### WORK INSTRUCTIONS
Everything from the line containing "if self.nodes[parent.0].state == VisitState::Visited" through the line containing "ids.push(id);" in the listing below should be copied exactly, and nothing more.

┄┄┄┄┄┄┄┄┄┄

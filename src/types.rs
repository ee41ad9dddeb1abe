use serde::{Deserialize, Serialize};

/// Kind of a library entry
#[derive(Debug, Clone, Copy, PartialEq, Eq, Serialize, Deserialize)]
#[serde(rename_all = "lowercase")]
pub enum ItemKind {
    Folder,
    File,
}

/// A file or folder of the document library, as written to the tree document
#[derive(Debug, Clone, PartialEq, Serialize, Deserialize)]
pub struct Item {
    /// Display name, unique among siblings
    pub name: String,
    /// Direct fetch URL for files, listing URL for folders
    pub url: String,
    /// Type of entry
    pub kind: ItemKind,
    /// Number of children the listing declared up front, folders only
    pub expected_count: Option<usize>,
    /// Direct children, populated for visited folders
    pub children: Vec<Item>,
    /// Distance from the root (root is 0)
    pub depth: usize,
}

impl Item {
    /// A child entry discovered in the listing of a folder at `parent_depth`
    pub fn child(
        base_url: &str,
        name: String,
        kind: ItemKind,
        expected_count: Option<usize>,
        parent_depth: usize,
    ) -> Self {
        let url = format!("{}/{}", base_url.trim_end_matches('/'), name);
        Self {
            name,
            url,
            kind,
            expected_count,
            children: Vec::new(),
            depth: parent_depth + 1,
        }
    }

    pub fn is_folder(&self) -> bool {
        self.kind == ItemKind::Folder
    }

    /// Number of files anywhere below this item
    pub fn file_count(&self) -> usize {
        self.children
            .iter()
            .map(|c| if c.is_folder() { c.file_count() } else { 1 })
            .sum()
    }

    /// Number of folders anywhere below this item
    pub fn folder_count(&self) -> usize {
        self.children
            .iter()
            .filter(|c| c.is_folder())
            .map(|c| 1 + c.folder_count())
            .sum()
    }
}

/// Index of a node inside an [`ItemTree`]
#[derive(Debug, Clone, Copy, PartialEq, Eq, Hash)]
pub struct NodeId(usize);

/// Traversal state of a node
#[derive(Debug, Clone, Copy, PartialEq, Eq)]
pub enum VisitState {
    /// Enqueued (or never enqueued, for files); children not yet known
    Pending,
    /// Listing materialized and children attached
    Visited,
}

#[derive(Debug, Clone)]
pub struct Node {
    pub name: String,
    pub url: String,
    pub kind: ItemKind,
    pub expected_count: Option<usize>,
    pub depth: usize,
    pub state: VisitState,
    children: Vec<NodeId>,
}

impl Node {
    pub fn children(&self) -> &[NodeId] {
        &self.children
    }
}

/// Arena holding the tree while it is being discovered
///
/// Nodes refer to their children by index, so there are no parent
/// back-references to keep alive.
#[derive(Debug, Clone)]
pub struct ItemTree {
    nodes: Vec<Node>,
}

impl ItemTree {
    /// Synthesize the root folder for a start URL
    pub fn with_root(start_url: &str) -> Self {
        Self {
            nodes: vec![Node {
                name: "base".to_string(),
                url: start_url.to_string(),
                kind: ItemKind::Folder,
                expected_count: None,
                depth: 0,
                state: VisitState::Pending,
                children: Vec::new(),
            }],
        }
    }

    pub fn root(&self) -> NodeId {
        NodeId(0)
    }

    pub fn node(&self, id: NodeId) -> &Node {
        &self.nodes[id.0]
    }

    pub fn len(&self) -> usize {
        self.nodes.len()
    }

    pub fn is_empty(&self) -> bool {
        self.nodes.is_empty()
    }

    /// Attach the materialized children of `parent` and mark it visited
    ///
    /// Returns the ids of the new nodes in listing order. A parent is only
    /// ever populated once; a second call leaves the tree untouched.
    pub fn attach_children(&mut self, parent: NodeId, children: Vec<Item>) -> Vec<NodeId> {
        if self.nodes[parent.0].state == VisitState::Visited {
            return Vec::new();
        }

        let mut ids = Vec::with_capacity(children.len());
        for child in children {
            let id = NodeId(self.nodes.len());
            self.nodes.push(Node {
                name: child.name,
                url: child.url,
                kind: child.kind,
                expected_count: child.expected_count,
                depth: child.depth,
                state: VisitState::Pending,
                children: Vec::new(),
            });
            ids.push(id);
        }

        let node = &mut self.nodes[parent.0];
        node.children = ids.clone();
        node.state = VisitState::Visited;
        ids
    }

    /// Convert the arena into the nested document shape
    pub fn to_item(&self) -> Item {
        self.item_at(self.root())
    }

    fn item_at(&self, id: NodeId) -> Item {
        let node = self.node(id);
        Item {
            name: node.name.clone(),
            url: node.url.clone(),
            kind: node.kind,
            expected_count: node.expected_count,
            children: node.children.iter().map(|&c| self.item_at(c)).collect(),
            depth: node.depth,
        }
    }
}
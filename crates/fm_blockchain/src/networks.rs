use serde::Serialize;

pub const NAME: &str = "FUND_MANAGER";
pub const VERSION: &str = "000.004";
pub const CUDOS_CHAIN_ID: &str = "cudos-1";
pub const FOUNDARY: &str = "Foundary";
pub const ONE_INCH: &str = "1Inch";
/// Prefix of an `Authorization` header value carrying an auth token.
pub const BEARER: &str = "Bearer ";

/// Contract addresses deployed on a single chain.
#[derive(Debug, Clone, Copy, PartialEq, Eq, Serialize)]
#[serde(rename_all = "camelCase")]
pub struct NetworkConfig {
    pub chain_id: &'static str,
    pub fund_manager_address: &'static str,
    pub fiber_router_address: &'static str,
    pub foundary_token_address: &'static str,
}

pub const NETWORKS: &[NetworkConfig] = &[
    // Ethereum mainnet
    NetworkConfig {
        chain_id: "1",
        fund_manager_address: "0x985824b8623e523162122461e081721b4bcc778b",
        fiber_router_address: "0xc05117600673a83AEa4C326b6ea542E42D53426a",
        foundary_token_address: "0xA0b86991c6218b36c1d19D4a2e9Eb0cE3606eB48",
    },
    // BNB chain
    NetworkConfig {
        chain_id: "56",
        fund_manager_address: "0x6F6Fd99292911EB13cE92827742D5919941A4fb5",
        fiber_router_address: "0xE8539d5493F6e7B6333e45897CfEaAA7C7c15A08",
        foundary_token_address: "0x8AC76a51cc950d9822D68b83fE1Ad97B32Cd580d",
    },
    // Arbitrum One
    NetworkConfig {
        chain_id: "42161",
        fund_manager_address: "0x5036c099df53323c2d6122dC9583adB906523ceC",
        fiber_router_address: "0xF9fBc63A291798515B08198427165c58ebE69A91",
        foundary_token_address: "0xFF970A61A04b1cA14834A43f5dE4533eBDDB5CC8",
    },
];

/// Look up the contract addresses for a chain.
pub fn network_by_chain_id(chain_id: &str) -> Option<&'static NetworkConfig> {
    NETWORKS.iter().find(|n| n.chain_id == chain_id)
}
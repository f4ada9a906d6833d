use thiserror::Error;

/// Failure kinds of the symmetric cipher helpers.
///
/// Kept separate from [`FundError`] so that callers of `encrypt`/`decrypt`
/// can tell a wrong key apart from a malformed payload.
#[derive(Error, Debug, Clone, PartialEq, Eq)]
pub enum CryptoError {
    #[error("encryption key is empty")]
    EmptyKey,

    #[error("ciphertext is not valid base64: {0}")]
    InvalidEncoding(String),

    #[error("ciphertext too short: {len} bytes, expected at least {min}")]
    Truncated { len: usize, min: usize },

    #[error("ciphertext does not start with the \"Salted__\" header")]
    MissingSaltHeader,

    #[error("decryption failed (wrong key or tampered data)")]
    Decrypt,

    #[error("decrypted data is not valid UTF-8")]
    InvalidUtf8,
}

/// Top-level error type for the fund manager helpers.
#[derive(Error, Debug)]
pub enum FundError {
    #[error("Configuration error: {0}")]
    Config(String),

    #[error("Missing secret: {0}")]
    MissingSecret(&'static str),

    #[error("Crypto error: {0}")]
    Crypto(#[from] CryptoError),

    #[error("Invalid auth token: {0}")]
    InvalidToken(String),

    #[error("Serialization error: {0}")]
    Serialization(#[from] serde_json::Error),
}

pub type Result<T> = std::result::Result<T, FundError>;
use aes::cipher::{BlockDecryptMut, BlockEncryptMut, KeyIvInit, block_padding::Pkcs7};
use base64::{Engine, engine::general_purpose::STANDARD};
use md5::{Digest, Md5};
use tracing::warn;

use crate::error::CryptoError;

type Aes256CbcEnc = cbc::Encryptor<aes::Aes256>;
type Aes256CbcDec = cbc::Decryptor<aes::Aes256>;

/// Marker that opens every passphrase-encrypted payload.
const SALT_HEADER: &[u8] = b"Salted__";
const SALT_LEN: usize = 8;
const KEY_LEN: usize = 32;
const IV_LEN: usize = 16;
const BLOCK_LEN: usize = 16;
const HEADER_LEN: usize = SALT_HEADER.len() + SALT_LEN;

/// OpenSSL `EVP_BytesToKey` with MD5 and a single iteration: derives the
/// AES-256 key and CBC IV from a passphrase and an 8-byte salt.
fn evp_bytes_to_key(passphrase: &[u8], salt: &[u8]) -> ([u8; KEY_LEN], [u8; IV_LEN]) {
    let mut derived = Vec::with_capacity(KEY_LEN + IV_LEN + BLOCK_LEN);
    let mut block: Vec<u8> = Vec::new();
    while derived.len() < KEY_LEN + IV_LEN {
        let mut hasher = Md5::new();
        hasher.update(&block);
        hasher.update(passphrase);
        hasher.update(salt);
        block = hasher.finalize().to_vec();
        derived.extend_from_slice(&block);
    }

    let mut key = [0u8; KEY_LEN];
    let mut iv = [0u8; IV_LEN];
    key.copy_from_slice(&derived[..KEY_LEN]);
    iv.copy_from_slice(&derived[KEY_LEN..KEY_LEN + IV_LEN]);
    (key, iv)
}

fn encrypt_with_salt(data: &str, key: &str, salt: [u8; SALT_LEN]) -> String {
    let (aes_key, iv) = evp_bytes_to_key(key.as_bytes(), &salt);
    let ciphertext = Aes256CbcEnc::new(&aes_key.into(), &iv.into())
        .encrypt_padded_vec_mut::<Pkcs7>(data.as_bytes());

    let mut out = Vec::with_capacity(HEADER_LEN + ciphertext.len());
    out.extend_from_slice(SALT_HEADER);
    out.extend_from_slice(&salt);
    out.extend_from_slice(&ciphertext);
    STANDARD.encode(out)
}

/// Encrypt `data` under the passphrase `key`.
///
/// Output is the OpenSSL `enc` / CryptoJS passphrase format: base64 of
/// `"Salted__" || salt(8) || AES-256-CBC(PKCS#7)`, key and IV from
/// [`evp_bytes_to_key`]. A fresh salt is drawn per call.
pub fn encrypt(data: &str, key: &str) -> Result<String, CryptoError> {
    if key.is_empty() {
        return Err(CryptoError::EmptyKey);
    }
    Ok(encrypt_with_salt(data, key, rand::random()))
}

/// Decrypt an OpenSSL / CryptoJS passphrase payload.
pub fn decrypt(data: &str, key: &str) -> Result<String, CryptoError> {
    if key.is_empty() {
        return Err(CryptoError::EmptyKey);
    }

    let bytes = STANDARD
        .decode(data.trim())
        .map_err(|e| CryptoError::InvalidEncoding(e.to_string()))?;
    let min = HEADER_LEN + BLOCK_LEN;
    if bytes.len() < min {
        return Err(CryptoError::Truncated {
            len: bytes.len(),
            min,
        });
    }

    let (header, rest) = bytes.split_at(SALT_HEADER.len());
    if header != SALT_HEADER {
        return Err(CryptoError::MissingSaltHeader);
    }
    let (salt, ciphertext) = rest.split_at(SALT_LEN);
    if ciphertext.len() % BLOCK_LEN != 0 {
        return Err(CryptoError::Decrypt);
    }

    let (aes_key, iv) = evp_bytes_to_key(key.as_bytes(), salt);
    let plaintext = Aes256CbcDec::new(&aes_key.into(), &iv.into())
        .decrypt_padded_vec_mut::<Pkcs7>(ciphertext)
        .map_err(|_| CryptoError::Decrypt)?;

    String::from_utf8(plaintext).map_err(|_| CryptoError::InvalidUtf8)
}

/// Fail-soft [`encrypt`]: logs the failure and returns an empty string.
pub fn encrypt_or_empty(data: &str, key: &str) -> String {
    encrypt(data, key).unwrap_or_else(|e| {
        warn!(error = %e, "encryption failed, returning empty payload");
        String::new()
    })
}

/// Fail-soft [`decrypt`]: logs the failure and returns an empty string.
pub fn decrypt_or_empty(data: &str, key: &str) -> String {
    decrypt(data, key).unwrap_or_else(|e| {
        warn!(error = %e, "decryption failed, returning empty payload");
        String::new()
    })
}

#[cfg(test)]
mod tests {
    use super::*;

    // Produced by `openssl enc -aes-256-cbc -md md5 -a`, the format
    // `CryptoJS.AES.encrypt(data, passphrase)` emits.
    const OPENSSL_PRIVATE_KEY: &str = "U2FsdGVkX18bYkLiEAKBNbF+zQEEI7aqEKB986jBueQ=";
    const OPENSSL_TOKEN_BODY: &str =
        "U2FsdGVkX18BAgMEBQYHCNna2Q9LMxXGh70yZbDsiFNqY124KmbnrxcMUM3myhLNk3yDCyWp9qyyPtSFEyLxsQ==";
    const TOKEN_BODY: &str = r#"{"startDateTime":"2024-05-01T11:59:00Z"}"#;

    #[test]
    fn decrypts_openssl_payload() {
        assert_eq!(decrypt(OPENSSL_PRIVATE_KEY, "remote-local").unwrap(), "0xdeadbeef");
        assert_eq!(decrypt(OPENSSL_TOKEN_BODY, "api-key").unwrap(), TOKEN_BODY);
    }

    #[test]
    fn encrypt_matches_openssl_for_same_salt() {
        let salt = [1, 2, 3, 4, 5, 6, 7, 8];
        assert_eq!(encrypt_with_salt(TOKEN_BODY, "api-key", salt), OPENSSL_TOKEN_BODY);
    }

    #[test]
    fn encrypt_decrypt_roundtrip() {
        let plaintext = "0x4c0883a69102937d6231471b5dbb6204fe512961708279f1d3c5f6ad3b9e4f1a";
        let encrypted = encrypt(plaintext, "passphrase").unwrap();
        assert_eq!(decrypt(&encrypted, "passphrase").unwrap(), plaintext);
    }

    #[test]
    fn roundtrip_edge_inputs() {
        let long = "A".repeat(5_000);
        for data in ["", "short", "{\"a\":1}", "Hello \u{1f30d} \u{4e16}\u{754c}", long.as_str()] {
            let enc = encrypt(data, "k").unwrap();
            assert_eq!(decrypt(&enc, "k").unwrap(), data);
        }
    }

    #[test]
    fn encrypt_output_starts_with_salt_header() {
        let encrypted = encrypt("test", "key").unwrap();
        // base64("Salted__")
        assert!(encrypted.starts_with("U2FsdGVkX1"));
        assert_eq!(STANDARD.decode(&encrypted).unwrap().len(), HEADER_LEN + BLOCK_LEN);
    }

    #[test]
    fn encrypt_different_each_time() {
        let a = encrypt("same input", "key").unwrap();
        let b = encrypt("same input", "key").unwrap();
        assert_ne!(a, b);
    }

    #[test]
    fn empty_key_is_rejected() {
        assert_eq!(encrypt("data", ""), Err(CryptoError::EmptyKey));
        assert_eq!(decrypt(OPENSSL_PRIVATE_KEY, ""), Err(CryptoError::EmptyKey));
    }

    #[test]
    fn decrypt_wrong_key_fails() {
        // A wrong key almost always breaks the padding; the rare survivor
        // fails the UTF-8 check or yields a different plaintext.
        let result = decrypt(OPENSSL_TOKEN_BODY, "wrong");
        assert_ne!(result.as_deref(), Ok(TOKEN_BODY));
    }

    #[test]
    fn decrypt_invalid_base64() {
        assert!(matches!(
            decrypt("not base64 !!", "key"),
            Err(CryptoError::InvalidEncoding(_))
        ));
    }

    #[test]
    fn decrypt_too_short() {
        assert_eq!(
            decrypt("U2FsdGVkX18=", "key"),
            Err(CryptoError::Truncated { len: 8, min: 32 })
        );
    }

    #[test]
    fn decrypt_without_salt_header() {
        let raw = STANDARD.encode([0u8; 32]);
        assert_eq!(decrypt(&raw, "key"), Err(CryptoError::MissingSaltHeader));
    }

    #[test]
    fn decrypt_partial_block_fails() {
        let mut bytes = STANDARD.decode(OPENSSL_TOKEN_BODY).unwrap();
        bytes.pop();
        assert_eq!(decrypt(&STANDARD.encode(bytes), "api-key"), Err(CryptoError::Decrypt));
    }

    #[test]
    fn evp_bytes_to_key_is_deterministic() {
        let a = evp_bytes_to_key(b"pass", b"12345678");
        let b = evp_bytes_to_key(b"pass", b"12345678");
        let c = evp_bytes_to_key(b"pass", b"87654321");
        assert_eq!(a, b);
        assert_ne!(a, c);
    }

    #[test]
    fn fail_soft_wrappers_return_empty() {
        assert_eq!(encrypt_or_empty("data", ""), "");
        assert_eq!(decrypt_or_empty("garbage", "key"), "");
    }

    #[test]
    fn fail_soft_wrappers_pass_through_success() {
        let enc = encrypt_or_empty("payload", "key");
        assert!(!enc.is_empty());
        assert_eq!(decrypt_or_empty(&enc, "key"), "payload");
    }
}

┄┄┄┄┄┄┄┄┄┄

### OUTPUT OF THE TASK
        if self.nodes[parent.0].state == VisitState::Visited {
            return Vec::new();
        }

        let mut ids = Vec::with_capacity(children.len());
        for child in children {
            let id = NodeId(self.nodes.len());
            self.nodes.push(Node {
                name: child.name,
                url: child.url,
                kind: child.kind,
                expected_count: child.expected_count,
                depth: child.depth,
                state: VisitState::Pending,
                children: Vec::new(),
            });
            ids.push(id);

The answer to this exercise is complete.